A straight forward approach would be to do a loop through all the potential rectangles in the grid, figure out their area, and if it is greater than the current highest area, select it as the highest:
var biggestFound
for each potential rectangle:
if area(this potential rectangle) > area(biggestFound)
biggestFound = this potential rectangle
Then you simply need to find the potential rectangles.
for each square in grid:
recursive loop 1:
if not occupied:
grow right until occupied, and return a rectangle
grow down one and recurse (call loop 1)
This will duplicate a lot of work (for example you will re-evaluate a lot of sub-rectangles), but it should give you an answer.
Edit
An alternate approach might be to start with a single square the size of the grid, and "subtract" occupied squares to end up with a final set of potential rectangles. There might be optimization opportunities here using quadtrees, and in ensuring that you keep split rectangles "in order", top to bottom, left to right, in case you need to re-combine rectangles farther down in the algorithm.
If you are actually starting out with rectangular data (for your "populated grid" set), instead of a loose pixel grid, then you could easily get better perf out of a rectangle/region subtracting algorithm.
I'm not going to post pseudo-code for this because the idea is completely experimental, and I have no idea if the perf will be any better for a loose pixel grid ;)
Windows system "regions" and "dirty rectangles", as well as general "temporal caching" might be good inspiration here for more efficiency. There are also a lot of z-buffer tricks if this is for a graphics algorithm...
Use dynamic programming approach. Consider a function S(x,y) such that S(x,y) holds the area of the largest rectangle where (x,y) are the lowest-right-most corner cell of the rectangle; x is the row co-ordinate and y is the column co-ordinate of the rectangle.
For example, in your figure, S(1,1) = 1, S(1,2)=2, S(2,1)=2, and S(2,2) = 4. But, S(3,1)=0, because this cell is filled. S(8,5)=40, which says that the largest rectangle for which the lowest-right cell is (8,5) has the area 40, which happens to be the optimum solution in this example.
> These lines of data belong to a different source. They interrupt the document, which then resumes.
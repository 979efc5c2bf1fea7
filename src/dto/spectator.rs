//! Messages exchanged with the spectator client over `/ws/spectator`.

use serde::{Deserialize, Serialize};
use thiserror::Error;
use utoipa::ToSchema;

use crate::{
    dto::validation::parse_port,
    state::{
        phase::{GamePhase, PhaseReport},
        server::ServerKey,
        spectator::SpectatorCommand,
    },
};

/// Server address as the spectator sends and receives it.
#[derive(Debug, Clone, PartialEq, Eq, Deserialize, Serialize, ToSchema)]
pub struct ServerDto {
    /// IPv4 address of the server.
    pub ip: String,
    /// Game port, as text.
    #[serde(deserialize_with = "port_as_text")]
    pub port: String,
    /// Join password, `null` when none.
    #[serde(default)]
    pub password: Option<String>,
}

#[derive(Deserialize)]
#[serde(untagged)]
enum WirePort {
    Text(String),
    Number(u64),
}

fn port_as_text<'de, D>(deserializer: D) -> Result<String, D::Error>
where
    D: serde::Deserializer<'de>,
{
    Ok(match WirePort::deserialize(deserializer)? {
        WirePort::Text(text) => text,
        WirePort::Number(number) => number.to_string(),
    })
}

impl From<&ServerKey> for ServerDto {
    fn from(key: &ServerKey) -> Self {
        Self {
            ip: key.host.clone(),
            port: key.port.to_string(),
            password: key.password.clone(),
        }
    }
}

impl TryFrom<ServerDto> for ServerKey {
    type Error = SpectatorMessageError;

    fn try_from(dto: ServerDto) -> Result<Self, Self::Error> {
        let port = parse_port(&dto.port).map_err(|_| SpectatorMessageError::InvalidPort(dto.port))?;
        let password = dto.password.filter(|password| !password.is_empty());
        Ok(ServerKey::new(dto.ip, port, password))
    }
}

/// Problems with a message received from the spectator.
#[derive(Debug, Error)]
pub enum SpectatorMessageError {
    /// The frame is not a known message.
    #[error("malformed spectator message: {0}")]
    Malformed(#[from] serde_json::Error),
    /// The reported port is not a valid port.
    #[error("invalid port `{0}`")]
    InvalidPort(String),
    /// A halted report did not say which server the spectator is stuck on.
    #[error("halted phase reported without a server")]
    HaltedWithoutServer,
}

/// Messages accepted from the spectator, tagged by `event`.
#[derive(Debug, Deserialize)]
#[serde(tag = "event", rename_all = "lowercase")]
pub enum SpectatorInboundMessage {
    /// The game phase changed.
    Phase {
        /// New phase.
        phase: GamePhase,
        /// Server the spectator is on, sent along with `halted`.
        #[serde(default)]
        server: Option<ServerDto>,
    },
    /// The spectator is now on this server.
    Current(ServerDto),
    /// The spectator left its server.
    Reset,
    /// The spectator moved on to the next player.
    Rotate,
}

/// Parsed and validated spectator message.
#[derive(Debug, PartialEq)]
pub enum SpectatorEvent {
    /// Phase report.
    Phase(PhaseReport),
    /// Current server report.
    Current(ServerKey),
    /// Session reset.
    Reset,
    /// Player rotation.
    Rotate,
}

impl SpectatorInboundMessage {
    /// Parse and validate a text frame.
    pub fn parse(text: &str) -> Result<SpectatorEvent, SpectatorMessageError> {
        let message: SpectatorInboundMessage = serde_json::from_str(text)?;
        message.try_into()
    }
}

impl TryFrom<SpectatorInboundMessage> for SpectatorEvent {
    type Error = SpectatorMessageError;

    fn try_from(message: SpectatorInboundMessage) -> Result<Self, Self::Error> {
        Ok(match message {
            SpectatorInboundMessage::Phase {
                phase: GamePhase::Halted,
                server,
            } => {
                let server = server.ok_or(SpectatorMessageError::HaltedWithoutServer)?;
                SpectatorEvent::Phase(PhaseReport::Halted {
                    server: server.try_into()?,
                })
            }
            SpectatorInboundMessage::Phase { phase, .. } => {
                SpectatorEvent::Phase(PhaseReport::Phase(phase))
            }
            SpectatorInboundMessage::Current(server) => SpectatorEvent::Current(server.try_into()?),
            SpectatorInboundMessage::Reset => SpectatorEvent::Reset,
            SpectatorInboundMessage::Rotate => SpectatorEvent::Rotate,
        })
    }
}

/// Arguments of an outbound command.
#[derive(Debug, Serialize, ToSchema)]
#[serde(untagged)]
pub enum CommandArgs {
    /// Server to join.
    Server(ServerDto),
    /// Plain trigger.
    Flag(bool),
}

/// Command pushed to the spectator.
#[derive(Debug, Serialize, ToSchema)]
pub struct SpectatorOutboundMessage {
    /// Command name.
    pub command: String,
    /// Command arguments.
    pub args: CommandArgs,
}

impl From<&SpectatorCommand> for SpectatorOutboundMessage {
    fn from(command: &SpectatorCommand) -> Self {
        match command {
            SpectatorCommand::Join(server) => Self {
                command: "join".into(),
                args: CommandArgs::Server(server.into()),
            },
            SpectatorCommand::Release => Self {
                command: "release".into(),
                args: CommandArgs::Flag(true),
            },
            SpectatorCommand::Forward(forwarded) => Self {
                command: forwarded.as_str().into(),
                args: CommandArgs::Flag(true),
            },
        }
    }
}

#[cfg(test)]
mod tests {
    use serde_json::json;

    use super::*;
    use crate::state::spectator::ForwardedCommand;

    #[test]
    fn parses_current_server_with_text_port() {
        let event = SpectatorInboundMessage::parse(
            r#"{"event":"current","ip":"1.2.3.4","port":"16567","password":null}"#,
        )
        .unwrap();
        assert_eq!(event, SpectatorEvent::Current(ServerKey::new("1.2.3.4", 16567, None)));
    }

    #[test]
    fn numeric_port_and_empty_password_are_accepted() {
        let event = SpectatorInboundMessage::parse(
            r#"{"event":"current","ip":"1.2.3.4","port":16567,"password":""}"#,
        )
        .unwrap();
        assert_eq!(event, SpectatorEvent::Current(ServerKey::new("1.2.3.4", 16567, None)));
    }

    #[test]
    fn halted_phase_carries_server() {
        let event = SpectatorInboundMessage::parse(
            r#"{"event":"phase","phase":"halted","server":{"ip":"1.2.3.4","port":"16567","password":"pw"}}"#,
        )
        .unwrap();
        assert_eq!(
            event,
            SpectatorEvent::Phase(PhaseReport::Halted {
                server: ServerKey::new("1.2.3.4", 16567, Some("pw".into())),
            })
        );
    }

    #[test]
    fn halted_phase_without_server_is_rejected() {
        let err = SpectatorInboundMessage::parse(r#"{"event":"phase","phase":"halted"}"#).unwrap_err();
        assert!(matches!(err, SpectatorMessageError::HaltedWithoutServer));
    }

    #[test]
    fn plain_events() {
        assert_eq!(
            SpectatorInboundMessage::parse(r#"{"event":"phase","phase":"in-menu"}"#).unwrap(),
            SpectatorEvent::Phase(PhaseReport::Phase(GamePhase::InMenu))
        );
        assert_eq!(
            SpectatorInboundMessage::parse(r#"{"event":"reset"}"#).unwrap(),
            SpectatorEvent::Reset
        );
        assert_eq!(
            SpectatorInboundMessage::parse(r#"{"event":"rotate"}"#).unwrap(),
            SpectatorEvent::Rotate
        );
        assert!(SpectatorInboundMessage::parse(r#"{"event":"dance"}"#).is_err());
        assert!(matches!(
            SpectatorInboundMessage::parse(r#"{"event":"current","ip":"1.2.3.4","port":"0"}"#),
            Err(SpectatorMessageError::InvalidPort(_))
        ));
    }

    #[test]
    fn outbound_commands() {
        let join = SpectatorOutboundMessage::from(&SpectatorCommand::Join(ServerKey::new(
            "1.2.3.4", 16567, None,
        )));
        assert_eq!(
            serde_json::to_value(&join).unwrap(),
            json!({"command": "join", "args": {"ip": "1.2.3.4", "port": "16567", "password": null}})
        );

        let skip = SpectatorOutboundMessage::from(&SpectatorCommand::Forward(
            ForwardedCommand::NextPlayer,
        ));
        assert_eq!(
            serde_json::to_value(&skip).unwrap(),
            json!({"command": "next_player", "args": true})
        );

        let release = SpectatorOutboundMessage::from(&SpectatorCommand::Release);
        assert_eq!(
            serde_json::to_value(&release).unwrap(),
            json!({"command": "release", "args": true})
        );
    }
}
You can easily write a dynamic programming equation of S(x,y) from the value of S(x-1,y), S(x,y-1) and S(x-1,y-1). Using that you can obtain the values of all S(x,y) in O(mn) time, where m and n are the row and column dimension of the given table. Once, S(x,y) are know for all 1<=x <= m, and for all 1 <= y <= n, we simply need to find the x, and y for which S(x,y) is the largest; this step also takes O(mn) time. By keeping addition data, you can also find the side-length of the largest rectangle.
The overall complexity is O(mn). To understand more on this, Read Chapter 15 or Cormen's algorithm book, specifically Section 15.4.